Copy each line below containing "variables".

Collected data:
━━━━━━━━━━━━━━━━━━━━━━━━━━━━━━

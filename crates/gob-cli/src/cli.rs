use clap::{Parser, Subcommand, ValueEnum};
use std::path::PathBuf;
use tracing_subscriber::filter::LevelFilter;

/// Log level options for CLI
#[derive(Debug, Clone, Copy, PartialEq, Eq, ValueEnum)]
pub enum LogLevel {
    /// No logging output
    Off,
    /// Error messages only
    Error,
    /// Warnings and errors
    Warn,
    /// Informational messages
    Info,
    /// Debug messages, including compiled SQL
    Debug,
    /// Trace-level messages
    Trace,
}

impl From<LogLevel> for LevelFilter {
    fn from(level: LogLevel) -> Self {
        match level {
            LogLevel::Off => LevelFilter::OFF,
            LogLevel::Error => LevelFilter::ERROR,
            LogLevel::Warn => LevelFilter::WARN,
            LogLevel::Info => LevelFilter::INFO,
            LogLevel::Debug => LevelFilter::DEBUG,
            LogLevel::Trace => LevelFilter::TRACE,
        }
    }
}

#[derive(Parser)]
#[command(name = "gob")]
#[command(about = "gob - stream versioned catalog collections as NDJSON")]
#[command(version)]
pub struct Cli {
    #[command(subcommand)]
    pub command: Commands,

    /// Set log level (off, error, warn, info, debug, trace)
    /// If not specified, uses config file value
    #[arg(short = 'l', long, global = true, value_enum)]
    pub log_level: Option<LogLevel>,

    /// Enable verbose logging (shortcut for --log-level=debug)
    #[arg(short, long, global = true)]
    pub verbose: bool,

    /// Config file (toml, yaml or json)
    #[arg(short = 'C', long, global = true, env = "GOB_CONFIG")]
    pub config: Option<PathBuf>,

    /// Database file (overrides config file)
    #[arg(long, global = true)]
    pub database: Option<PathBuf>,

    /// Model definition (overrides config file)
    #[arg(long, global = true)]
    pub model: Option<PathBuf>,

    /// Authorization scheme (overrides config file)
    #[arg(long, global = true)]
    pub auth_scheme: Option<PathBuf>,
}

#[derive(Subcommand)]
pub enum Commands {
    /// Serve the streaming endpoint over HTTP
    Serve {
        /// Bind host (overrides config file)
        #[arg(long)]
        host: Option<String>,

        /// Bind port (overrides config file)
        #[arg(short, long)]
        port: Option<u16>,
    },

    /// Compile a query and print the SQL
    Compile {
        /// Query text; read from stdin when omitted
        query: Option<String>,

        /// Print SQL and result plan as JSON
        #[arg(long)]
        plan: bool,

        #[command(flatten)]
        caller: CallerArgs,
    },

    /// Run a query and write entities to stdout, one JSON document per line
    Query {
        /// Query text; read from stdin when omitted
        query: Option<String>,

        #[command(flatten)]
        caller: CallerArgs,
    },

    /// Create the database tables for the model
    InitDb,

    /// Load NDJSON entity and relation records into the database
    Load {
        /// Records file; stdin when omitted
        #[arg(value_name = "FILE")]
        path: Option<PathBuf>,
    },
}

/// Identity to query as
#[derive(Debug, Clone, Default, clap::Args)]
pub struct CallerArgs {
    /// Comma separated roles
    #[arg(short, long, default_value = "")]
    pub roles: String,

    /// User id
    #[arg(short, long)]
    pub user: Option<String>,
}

━━━━━━━━━━━━━━━━━━━━━━━━━━━━━━

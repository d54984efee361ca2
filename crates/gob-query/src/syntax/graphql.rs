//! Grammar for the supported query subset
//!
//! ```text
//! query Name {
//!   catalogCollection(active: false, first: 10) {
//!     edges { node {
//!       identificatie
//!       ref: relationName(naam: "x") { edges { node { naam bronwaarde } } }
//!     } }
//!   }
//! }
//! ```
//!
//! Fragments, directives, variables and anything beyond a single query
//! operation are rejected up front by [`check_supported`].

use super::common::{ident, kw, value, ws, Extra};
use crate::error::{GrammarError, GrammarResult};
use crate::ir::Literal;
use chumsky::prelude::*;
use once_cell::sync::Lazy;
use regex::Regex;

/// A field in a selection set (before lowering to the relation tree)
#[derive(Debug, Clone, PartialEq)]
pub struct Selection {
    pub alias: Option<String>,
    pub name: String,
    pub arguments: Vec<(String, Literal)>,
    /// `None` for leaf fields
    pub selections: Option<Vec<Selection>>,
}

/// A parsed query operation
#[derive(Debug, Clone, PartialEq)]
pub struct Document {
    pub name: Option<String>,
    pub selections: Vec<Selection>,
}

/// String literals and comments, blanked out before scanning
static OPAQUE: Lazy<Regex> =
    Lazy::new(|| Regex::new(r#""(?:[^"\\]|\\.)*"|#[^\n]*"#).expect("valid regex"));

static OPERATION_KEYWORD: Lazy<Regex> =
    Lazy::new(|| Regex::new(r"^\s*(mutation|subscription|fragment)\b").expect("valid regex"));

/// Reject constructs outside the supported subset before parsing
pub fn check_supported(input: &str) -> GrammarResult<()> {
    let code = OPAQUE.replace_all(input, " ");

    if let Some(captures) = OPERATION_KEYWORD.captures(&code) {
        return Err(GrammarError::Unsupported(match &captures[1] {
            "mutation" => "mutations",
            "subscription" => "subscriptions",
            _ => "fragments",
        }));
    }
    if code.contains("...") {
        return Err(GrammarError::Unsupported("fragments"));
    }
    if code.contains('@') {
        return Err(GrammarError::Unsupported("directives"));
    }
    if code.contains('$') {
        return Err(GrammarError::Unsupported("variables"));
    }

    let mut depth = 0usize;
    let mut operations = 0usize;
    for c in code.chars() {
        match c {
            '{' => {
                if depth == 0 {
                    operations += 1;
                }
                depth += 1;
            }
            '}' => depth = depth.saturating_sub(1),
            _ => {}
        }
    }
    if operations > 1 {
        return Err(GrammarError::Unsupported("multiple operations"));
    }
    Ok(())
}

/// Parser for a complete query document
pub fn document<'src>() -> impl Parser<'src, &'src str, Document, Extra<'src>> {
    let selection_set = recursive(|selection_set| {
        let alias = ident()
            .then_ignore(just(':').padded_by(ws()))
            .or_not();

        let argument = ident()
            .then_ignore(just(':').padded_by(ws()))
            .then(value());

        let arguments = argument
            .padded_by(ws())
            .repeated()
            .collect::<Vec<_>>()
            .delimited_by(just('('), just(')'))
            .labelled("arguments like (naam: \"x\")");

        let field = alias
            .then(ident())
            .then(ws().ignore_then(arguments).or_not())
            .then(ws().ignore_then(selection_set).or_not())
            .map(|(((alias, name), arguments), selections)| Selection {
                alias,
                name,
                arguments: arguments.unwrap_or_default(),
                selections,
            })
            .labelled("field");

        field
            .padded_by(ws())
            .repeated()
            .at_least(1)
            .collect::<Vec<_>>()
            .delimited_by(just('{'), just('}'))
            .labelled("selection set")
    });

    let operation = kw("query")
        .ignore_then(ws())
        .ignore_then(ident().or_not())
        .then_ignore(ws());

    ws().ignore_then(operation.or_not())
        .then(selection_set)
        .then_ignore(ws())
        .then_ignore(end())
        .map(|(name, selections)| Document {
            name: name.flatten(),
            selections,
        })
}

━━━━━━━━━━━━━━━━━━━━━━━━━━━━━━

• [SOLUTION TO THIS EXERCISE]
//! Fragments, directives, variables and anything beyond a single query
        return Err(GrammarError::Unsupported("variables"));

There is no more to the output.